INSTRUCTIONS FOR THE TASK: The data below holds a line containing "if first_unstored >" and a line containing "while let Some(parent) = self.at(current).parent"; please quote exactly those two lines and every line between them, and nothing else.
EXERCISE INPUT: Begin
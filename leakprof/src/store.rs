//! Deduplicated storage for reference chains.
//!
//! A chain found by the search can be thousands of edges long. Only the
//! `leak_context` edges nearest the candidate and the `root_context` edges
//! nearest the root are kept; everything in between collapses into a single
//! *skip* link that remembers how many hops it stands for. Edges are keyed
//! by their reference slot, so chains that share a suffix share storage.

use ahash::AHashMap;

use crate::{Edge, EdgeId, LeakCandidateMarker, Reference};

#[derive(Debug, Clone, PartialEq, Eq)]
pub struct StoredEdge {
    id: EdgeId,
    edge: Edge,
    parent: Option<EdgeId>,
    gc_root_id: Option<EdgeId>,
    skip_length: usize,
}

impl StoredEdge {
    #[inline]
    pub fn id(&self) -> EdgeId {
        self.id
    }

    #[inline]
    pub fn edge(&self) -> &Edge {
        &self.edge
    }

    #[inline]
    pub fn reference(&self) -> &Reference {
        &self.edge.reference
    }

    /// The next edge towards the root.
    #[inline]
    pub fn parent(&self) -> Option<EdgeId> {
        self.parent
    }

    /// Cached root of the chain. Only set on root edges and on the
    /// leak-context edge of each chain.
    #[inline]
    pub fn gc_root_id(&self) -> Option<EdgeId> {
        self.gc_root_id
    }

    /// Hops elided between this edge and its parent, in addition to the
    /// link itself.
    #[inline]
    pub fn skip_length(&self) -> usize {
        self.skip_length
    }

    #[inline]
    pub fn is_skip_edge(&self) -> bool {
        self.skip_length > 0
    }

    #[inline]
    pub fn is_root(&self) -> bool {
        self.parent.is_none() && self.edge.reference.is_root()
    }
}

#[derive(Debug)]
pub struct EdgeStore {
    edges: Vec<StoredEdge>,
    index: AHashMap<Reference, EdgeId>,
    leak_context: usize,
    root_context: usize,
}

impl EdgeStore {
    pub fn new(leak_context: usize, root_context: usize) -> Self {
        debug_assert!(leak_context > 0 && root_context > 0);
        Self {
            edges: Vec::new(),
            index: AHashMap::new(),
            leak_context: leak_context.max(1),
            root_context: root_context.max(1),
        }
    }

    #[inline]
    pub fn len(&self) -> usize {
        self.edges.len()
    }

    #[inline]
    pub fn is_empty(&self) -> bool {
        self.edges.is_empty()
    }

    pub fn get(&self, reference: &Reference) -> Option<EdgeId> {
        self.index.get(reference).copied()
    }

    #[inline]
    pub fn edge(&self, id: EdgeId) -> Option<&StoredEdge> {
        self.edges.get(id.index())
    }

    /// Stored edges in id order.
    pub fn iter(&self) -> impl Iterator<Item = &StoredEdge> + '_ {
        self.edges.iter()
    }

    pub fn get_or_put(&mut self, edge: &Edge) -> EdgeId {
        self.insert(edge).0
    }

    /// Registers a parentless edge for a sample no chain reached.
    pub fn put_top_level(&mut self, edge: Edge) -> EdgeId {
        self.get_or_put(&edge)
    }

    /// Stores `chain` (leak edge first, root edge last) and tags the leaked
    /// object with its leak-context edge.
    ///
    /// Returns the leak-context edge.
    pub fn put_chain(
        &mut self,
        chain: &[Edge],
        marker: &mut dyn LeakCandidateMarker,
    ) -> Option<EdgeId> {
        let (leak, ancestors) = chain.split_first()?;
        let (leak_id, created) = self.insert(leak);
        marker.associate(leak.pointee, leak_id);

        let rooted = chain.last().is_some_and(|e| e.reference.is_root());
        if !rooted {
            // Nothing to anchor the chain to; the leak edge is its own root.
            if created {
                self.at_mut(leak_id).gc_root_id = Some(leak_id);
            }
            return Some(leak_id);
        }
        if created {
            self.link_ancestors(leak_id, chain.len() - 1, ancestors);
        }

        let root = self.root_of(leak_id);
        if self.at(root).edge.reference.is_root() {
            self.at_mut(root).gc_root_id = Some(root);
            self.at_mut(leak_id).gc_root_id = Some(root);
        }
        Some(leak_id)
    }

    /// `ancestors[i]` sits at distance `distance - 1 - i` from the root.
    fn link_ancestors(&mut self, leak_id: EdgeId, distance: usize, ancestors: &[Edge]) {
        let mut current = leak_id;
        let mut pos = 0;

        // leak context: the edges nearest the candidate
        let context = (self.leak_context - 1).min(ancestors.len());
        while pos < context {
            let (id, created) = self.insert(&ancestors[pos]);
            self.at_mut(current).parent = Some(id);
            if !created {
                return;
            }
            current = id;
            pos += 1;
        }
        if pos == ancestors.len() {
            return;
        }

        // root context, with a skip over the middle if the rest is too long
        let first_unstored = distance - 1 - pos;
        if first_unstored > self.root_context {
            let skip = first_unstored - (self.root_context - 1);
            self.at_mut(current).skip_length = skip;
            pos += skip;
        }
        while pos < ancestors.len() {
            let (id, created) = self.insert(&ancestors[pos]);
            self.at_mut(current).parent = Some(id);
            if !created {
                return;
            }
            current = id;
            pos += 1;
        }
    }

    /// Walks parent links to the top of `id`'s chain.
    pub fn root_of(&self, id: EdgeId) -> EdgeId {
        let mut current = id;
        while let Some(parent) = self.at(current).parent {
            current = parent;
        }
        current
    }

    /// True length of the path from the root to `id`, counting every hop a
    /// skip link stands for.
    pub fn distance_to_root(&self, id: EdgeId) -> usize {
        let mut distance = 0;
        let mut current = self.at(id);
        while let Some(parent) = current.parent {
            distance += 1 + current.skip_length;
            current = self.at(parent);
        }
        distance
    }

    fn insert(&mut self, edge: &Edge) -> (EdgeId, bool) {
        if let Some(&id) = self.index.get(&edge.reference) {
            debug_assert_eq!(self.at(id).edge.pointee, edge.pointee);
            return (id, false);
        }
        let id = EdgeId::from_index(self.edges.len());
        self.edges.push(StoredEdge {
            id,
            edge: *edge,
            parent: None,
            gc_root_id: None,
            skip_length: 0,
        });
        self.index.insert(edge.reference, id);
        (id, true)
    }

    #[inline(always)]
    fn at(&self, id: EdgeId) -> &StoredEdge {
        &self.edges[id.index()]
    }

    #[inline(always)]
    fn at_mut(&mut self, id: EdgeId) -> &mut StoredEdge {
        &mut self.edges[id.index()]
    }
}
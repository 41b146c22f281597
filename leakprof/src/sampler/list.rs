use super::{SampleId, pool::SamplePool};

/// Intrusive doubly linked list of in-use samples, newest first.
///
/// The links live in the samples themselves, so the list only keeps the two
/// ends. A sample's `prev` is the next newer one.
#[derive(Debug, Default)]
pub(crate) struct SampleList {
    head: Option<SampleId>,
    tail: Option<SampleId>,
    count: usize,
}

impl SampleList {
    /// Links `id` in as the newest sample.
    pub(crate) fn link(&mut self, pool: &mut SamplePool, id: SampleId) {
        {
            let sample = pool.get_mut(id);
            debug_assert!(sample.prev.is_none() && sample.next.is_none());
            sample.next = self.head;
        }
        match self.head {
            Some(head) => pool.get_mut(head).prev = Some(id),
            None => self.tail = Some(id),
        }
        self.head = Some(id);
        self.count += 1;
    }

    pub(crate) fn unlink(&mut self, pool: &mut SamplePool, id: SampleId) {
        let (prev, next) = {
            let sample = pool.get_mut(id);
            (sample.prev.take(), sample.next.take())
        };
        match prev {
            Some(prev) => pool.get_mut(prev).next = next,
            None => {
                debug_assert_eq!(self.head, Some(id), "unlinking foreign sample");
                self.head = next;
            }
        }
        match next {
            Some(next) => pool.get_mut(next).prev = prev,
            None => self.tail = prev,
        }
        self.count -= 1;
    }

    #[inline]
    pub(crate) fn head(&self) -> Option<SampleId> {
        self.head
    }

    #[cfg(test)]
    #[inline]
    pub(crate) fn tail(&self) -> Option<SampleId> {
        self.tail
    }

    #[inline]
    pub(crate) fn count(&self) -> usize {
        self.count
    }

    pub(crate) fn iter<'p>(&self, pool: &'p SamplePool) -> ListIter<'p> {
        ListIter {
            pool,
            current: self.head,
        }
    }
}

pub(crate) struct ListIter<'p> {
    pool: &'p SamplePool,
    current: Option<SampleId>,
}

impl Iterator for ListIter<'_> {
    type Item = SampleId;

    fn next(&mut self) -> Option<SampleId> {
        let id = self.current?;
        self.current = self.pool.get(id).next;
        Some(id)
    }
}

#[cfg(test)]
mod tests {
    use std::time::Instant;

    use super::*;
    use crate::{ObjectSample, ThreadId, WeakHandle};

    fn push(pool: &mut SamplePool, list: &mut SampleList, tag: u64) -> SampleId {
        let id = pool.acquire(ObjectSample::new(
            WeakHandle(tag),
            tag,
            tag,
            ThreadId(0),
            None,
            Instant::now(),
        ));
        list.link(pool, id);
        id
    }

    fn tags(pool: &SamplePool, list: &SampleList) -> Vec<u64> {
        list.iter(pool).map(|id| pool.get(id).span).collect()
    }

    #[test]
    fn link_prepends() {
        let mut pool = SamplePool::new(4);
        let mut list = SampleList::default();
        let a = push(&mut pool, &mut list, 1);
        push(&mut pool, &mut list, 2);
        let c = push(&mut pool, &mut list, 3);

        assert_eq!(tags(&pool, &list), vec![3, 2, 1]);
        assert_eq!(list.head(), Some(c));
        assert_eq!(list.tail(), Some(a));
        assert_eq!(list.count(), 3);
    }

    #[test]
    fn unlink_middle_head_and_tail() {
        let mut pool = SamplePool::new(4);
        let mut list = SampleList::default();
        let a = push(&mut pool, &mut list, 1);
        let b = push(&mut pool, &mut list, 2);
        let c = push(&mut pool, &mut list, 3);

        list.unlink(&mut pool, b);
        assert_eq!(tags(&pool, &list), vec![3, 1]);
        assert_eq!(pool.get(a).prev, Some(c));

        list.unlink(&mut pool, c);
        assert_eq!(tags(&pool, &list), vec![1]);
        assert_eq!(list.head(), Some(a));

        list.unlink(&mut pool, a);
        assert!(list.head().is_none());
        assert!(list.tail().is_none());
        assert_eq!(list.count(), 0);
    }
}
/// Index of a class registered with an [`ObjectSpace`](crate::ObjectSpace).
#[derive(Debug, Clone, Copy, PartialEq, Eq, Hash)]
pub struct ClassId(pub(crate) u32);

/// Layout of an instance: a name and a fixed list of reference fields.
#[derive(Debug, Clone, PartialEq, Eq)]
pub struct Class {
    name: String,
    fields: Vec<String>,
}

impl Class {
    pub fn new(name: impl Into<String>, fields: &[&str]) -> Self {
        Self {
            name: name.into(),
            fields: fields.iter().map(|f| f.to_string()).collect(),
        }
    }

    #[inline]
    pub fn name(&self) -> &str {
        &self.name
    }

    #[inline]
    pub fn field_count(&self) -> usize {
        self.fields.len()
    }

    pub fn field_name(&self, index: usize) -> Option<&str> {
        self.fields.get(index).map(String::as_str)
    }

    pub fn field_index(&self, name: &str) -> Option<usize> {
        self.fields.iter().position(|f| f == name)
    }
}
EXERCISE INPUT: End
TASK RESULT:
        if first_unstored > self.root_context {
            let skip = first_unstored - (self.root_context - 1);
            self.at_mut(current).skip_length = skip;
            pos += skip;
        }
        while pos < ancestors.len() {
            let (id, created) = self.insert(&ancestors[pos]);
            self.at_mut(current).parent = Some(id);
            if !created {
                return;
            }
            current = id;
            pos += 1;
        }
    }

    /// Walks parent links to the top of `id`'s chain.
    pub fn root_of(&self, id: EdgeId) -> EdgeId {
        let mut current = id;
        while let Some(parent) = self.at(current).parent {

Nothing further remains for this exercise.